In a way, if I had to sum up the big lesson he taught me, it would be something like Steve Jobs’s Stay hungry, stay foolish. And keep an open mind, always.
My dad was my superhero. Since my relocation in Spain more than 12 years ago, we only spent about a month and a half together every year, but even with the physical distance between us, I always felt protected, if you know what I mean. I always felt I could reach out for advice, or just for joking and laughing at the same jokes. He was my superhero, and now he’s gone, and I can’t believe it. You know when they say that a part of you dies, too? It’s true. When they say you’re never ready for this kind of loss? It’s true.
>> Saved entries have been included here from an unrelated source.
// src/runner.rs
//
// Job orchestration: Pending → Fetching → Parsing → Merging → Exporting →
// DownloadingImages → Done, or Failed from wherever the first fatal error hits.
// Partial output is left on disk when a job fails.

use std::{fs, path::PathBuf};

use serde::Serialize;

use crate::{
    archive,
    config::{consts::MANIFEST_FILE, options::{AppOptions, ExportFormat}},
    core::{net::Fetch, url},
    error::{ExportError, JobError},
    export::write_spreadsheet,
    images::{self, ImageReport, ManifestEntry},
    job::{Job, JobStatus},
    menu::{Language, MenuRecordSet},
    merge::{self, Alignment, MergedRow},
    progress::Progress,
    specs::menu_data::parse_menu,
};

/// Everything a successful job produced.
#[derive(Debug)]
pub struct JobArtifacts {
    pub rows: Vec<MergedRow>,
    pub alignment: Alignment,
    pub english_items: usize,
    pub arabic_items: usize,
    pub spreadsheet: PathBuf,
    pub images: ImageReport,
    pub archive: Option<PathBuf>,
}

/// The job value handed back to the caller, plus what it produced.
#[derive(Debug)]
pub struct JobRun {
    pub job: Job,
    pub result: Result<JobArtifacts, JobError>,
}

#[derive(Serialize)]
struct Manifest<'a> {
    job: &'a Job,
    alignment: Alignment,
    english_items: usize,
    arabic_items: usize,
    rows: usize,
    images: Vec<ManifestEntry>,
}

/// Monotonic percentages, optional sink.
struct Reporter<'p> {
    sink: Option<&'p mut dyn Progress>,
    percent: u8,
}

impl Reporter<'_> {
    fn report(&mut self, percent: u8, msg: &str) {
        self.percent = self.percent.max(percent.min(100));
        if let Some(p) = self.sink.as_deref_mut() {
            p.report(self.percent, msg);
        }
    }

    /// Same percentage, new line.
    fn log(&mut self, msg: &str) {
        let pct = self.percent;
        self.report(pct, msg);
    }

    fn enter(&mut self, job: &mut Job, to: JobStatus, percent: u8, msg: &str) -> Result<(), JobError> {
        job.advance(to)?;
        if let Some(p) = self.sink.as_deref_mut() {
            p.status(to);
        }
        self.report(percent, msg);
        Ok(())
    }
}

/// Run `job` to Done or Failed. Never panics on pipeline errors; the returned
/// job carries the failure.
pub fn run(
    mut job: Job,
    opts: &AppOptions,
    fetcher: &dyn Fetch,
    progress: Option<&mut dyn Progress>,
) -> JobRun {
    let mut rep = Reporter { sink: progress, percent: 0 };
    logf!("Job: Begin url={} out={}", job.url, job.output_dir.display());

    let result = execute(&mut job, opts, fetcher, &mut rep);

    match &result {
        Ok(a) => logf!(
            "Job: OK rows={} images={}/{} sheet={}",
            a.rows.len(),
            a.images.succeeded(),
            a.images.total(),
            a.spreadsheet.display()
        ),
        Err(e) => {
            let msg = e.describe();
            loge!("Job: Failed at {:?}: {}", job.status(), msg);
            if job.fail(msg.clone()) {
                if let Some(p) = rep.sink.as_deref_mut() {
                    p.status(JobStatus::Failed);
                }
            }
            rep.log(&format!("ERROR: {msg}"));
        }
    }

    if let Some(p) = rep.sink.as_deref_mut() {
        p.finish(&job);
    }
    JobRun { job, result }
}

fn enabled_languages(opts: &AppOptions) -> Vec<Language> {
    let mut v = Vec::with_capacity(2);
    if opts.scrape.english { v.push(Language::English); }
    if opts.scrape.arabic { v.push(Language::Arabic); }
    v
}

/// `lo + (hi - lo) * done / total`
fn span(lo: u8, hi: u8, done: usize, total: usize) -> u8 {
    let total = total.max(1);
    lo + ((hi - lo) as usize * done.min(total) / total) as u8
}

fn execute(
    job: &mut Job,
    opts: &AppOptions,
    fetcher: &dyn Fetch,
    rep: &mut Reporter<'_>,
) -> Result<JobArtifacts, JobError> {
    opts.validate().map_err(JobError::Options)?;
    let languages = enabled_languages(opts);
    let first = languages[0];

    // ---------- Fetching ----------
    rep.enter(job, JobStatus::Fetching, 5, "Fetching menu pages…")?;
    let urls = url::resolve(&job.url).map_err(|source| JobError::Fetch { language: first, source })?;

    let mut pages: Vec<(Language, String)> = Vec::with_capacity(languages.len());
    for (i, &lang) in languages.iter().enumerate() {
        let page_url = urls.for_language(lang);
        rep.report(span(5, 25, i, languages.len()), &format!("Fetching {lang} menu: {page_url}"));
        let html = fetcher
            .fetch_page(page_url, lang)
            .map_err(|source| JobError::Fetch { language: lang, source })?;
        rep.report(
            span(5, 25, i + 1, languages.len()),
            &format!("Fetched {lang} page ({} KB)", html.len().div_ceil(1024)),
        );
        pages.push((lang, html));
    }

    // ---------- Parsing ----------
    rep.enter(job, JobStatus::Parsing, 30, "Extracting menu data…")?;
    let mut english = MenuRecordSet::empty(Language::English);
    let mut arabic = MenuRecordSet::empty(Language::Arabic);
    for (i, (lang, html)) in pages.iter().enumerate() {
        let set = parse_menu(html, *lang).map_err(|source| JobError::Parse { language: *lang, source })?;
        rep.report(span(30, 55, i + 1, pages.len()), &format!("Found {} items in {lang} menu", set.len()));
        match lang {
            Language::English => english = set,
            Language::Arabic => arabic = set,
        }
    }
    drop(pages);

    // ---------- Merging ----------
    rep.enter(job, JobStatus::Merging, 60, "Merging languages…")?;
    let merged = merge::merge(&english, &arabic);
    rep.log(&format!("Merged into {} rows (alignment: {:?})", merged.rows.len(), merged.alignment));

    // ---------- Exporting ----------
    rep.enter(job, JobStatus::Exporting, 65, "Writing spreadsheet…")?;
    job.claim_output_dir().map_err(|e| ExportError::io(&job.output_dir, e))?;
    let spreadsheet = job.spreadsheet_path(&opts.export);
    write_spreadsheet(&merged.rows, &spreadsheet, opts.export.format)?;
    rep.report(70, &format!("Saved {}", spreadsheet.display()));

    // ---------- Images ----------
    rep.enter(job, JobStatus::DownloadingImages, 72, "Preparing image downloads…")?;
    let images = if opts.images.enabled {
        download_step(job, &merged.rows, opts, fetcher, rep)?
    } else {
        rep.log("Image download disabled, skipping");
        ImageReport::default()
    };

    let mut artifacts = JobArtifacts {
        english_items: english.len(),
        arabic_items: arabic.len(),
        alignment: merged.alignment,
        rows: merged.rows,
        spreadsheet,
        images,
        archive: None,
    };
    write_manifest(job, &artifacts)?;

    if opts.export.archive {
        rep.report(99, "Packaging archive…");
        let path = archive::zip_dir(&job.output_dir, &job.archive_path())?;
        rep.log(&format!("Archive ready: {}", path.display()));
        artifacts.archive = Some(path);
    }

    rep.enter(job, JobStatus::Done, 100, "Done! Ready for download.")?;
    Ok(artifacts)
}

/// Replace the rows of a finished job: rewrite the spreadsheet in its
/// original format, refresh the manifest and rebuild the archive if the job
/// made one.
pub fn save_edits(job: &Job, artifacts: &mut JobArtifacts, rows: Vec<MergedRow>) -> Result<(), ExportError> {
    let format = ExportFormat::from_path(&artifacts.spreadsheet);
    write_spreadsheet(&rows, &artifacts.spreadsheet, format)?;
    logf!("Edit: saved {} rows to {}", rows.len(), artifacts.spreadsheet.display());
    artifacts.rows = rows;

    write_manifest(job, artifacts)?;
    if let Some(zip) = &artifacts.archive {
        archive::zip_dir(&job.output_dir, zip)?;
        logd!("Edit: rebuilt {}", zip.display());
    }
    Ok(())
}

fn download_step(
    job: &Job,
    rows: &[MergedRow],
    opts: &AppOptions,
    fetcher: &dyn Fetch,
    rep: &mut Reporter<'_>,
) -> Result<ImageReport, JobError> {
    let tasks = images::tasks_from_rows(rows);
    let batch = opts.images.batch_size;
    if tasks.is_empty() {
        rep.log("No image URLs in menu");
    } else {
        rep.log(&format!("Downloading {} images in batches of {batch}…", tasks.len()));
    }

    let dir = job.images_dir();
    let report = images::download_images(&tasks, &dir, &opts.images, fetcher, |done, total, outcome| {
        let pct = span(72, 98, done, total);
        if let Err(e) = &outcome.result {
            rep.report(pct, &format!("WARNING: image for row {} failed: {e}", outcome.index + 1));
        }
        if done % batch == 0 || done == total {
            rep.report(pct, &format!("Progress: {done}/{total} images processed…"));
        }
    })
    .map_err(|source| JobError::ImageDir { path: dir.clone(), source })?;

    rep.log(&format!("Finished downloading {} of {} images", report.succeeded(), report.total()));
    Ok(report)
}

fn write_manifest(job: &Job, a: &JobArtifacts) -> Result<(), ExportError> {
    let path = job.output_dir.join(MANIFEST_FILE);
    let manifest = Manifest {
        job,
        alignment: a.alignment,
        english_items: a.english_items,
        arabic_items: a.arabic_items,
        rows: a.rows.len(),
        images: a.images.manifest(&job.output_dir),
    };
    let json = serde_json::to_vec_pretty(&manifest)
        .map_err(|source| ExportError::Manifest { path: path.clone(), source })?;
    fs::write(&path, json).map_err(|e| ExportError::io(&path, e))
}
Even when you imagine how much it might hurt, when it really happens it hurts at least a hundred times more.
My dad is nowhere and everywhere at the same time. Every time I come across a photo of him, I bleed tears. It’s excruciating.
I’ll always miss him. Always love him. I hope there’s an afterlife, because he definitely deserves one.
Apologies for the lack of recent updates here. Lately I haven’t really felt like talking about technology, or other topics that usually interest me; now you know why.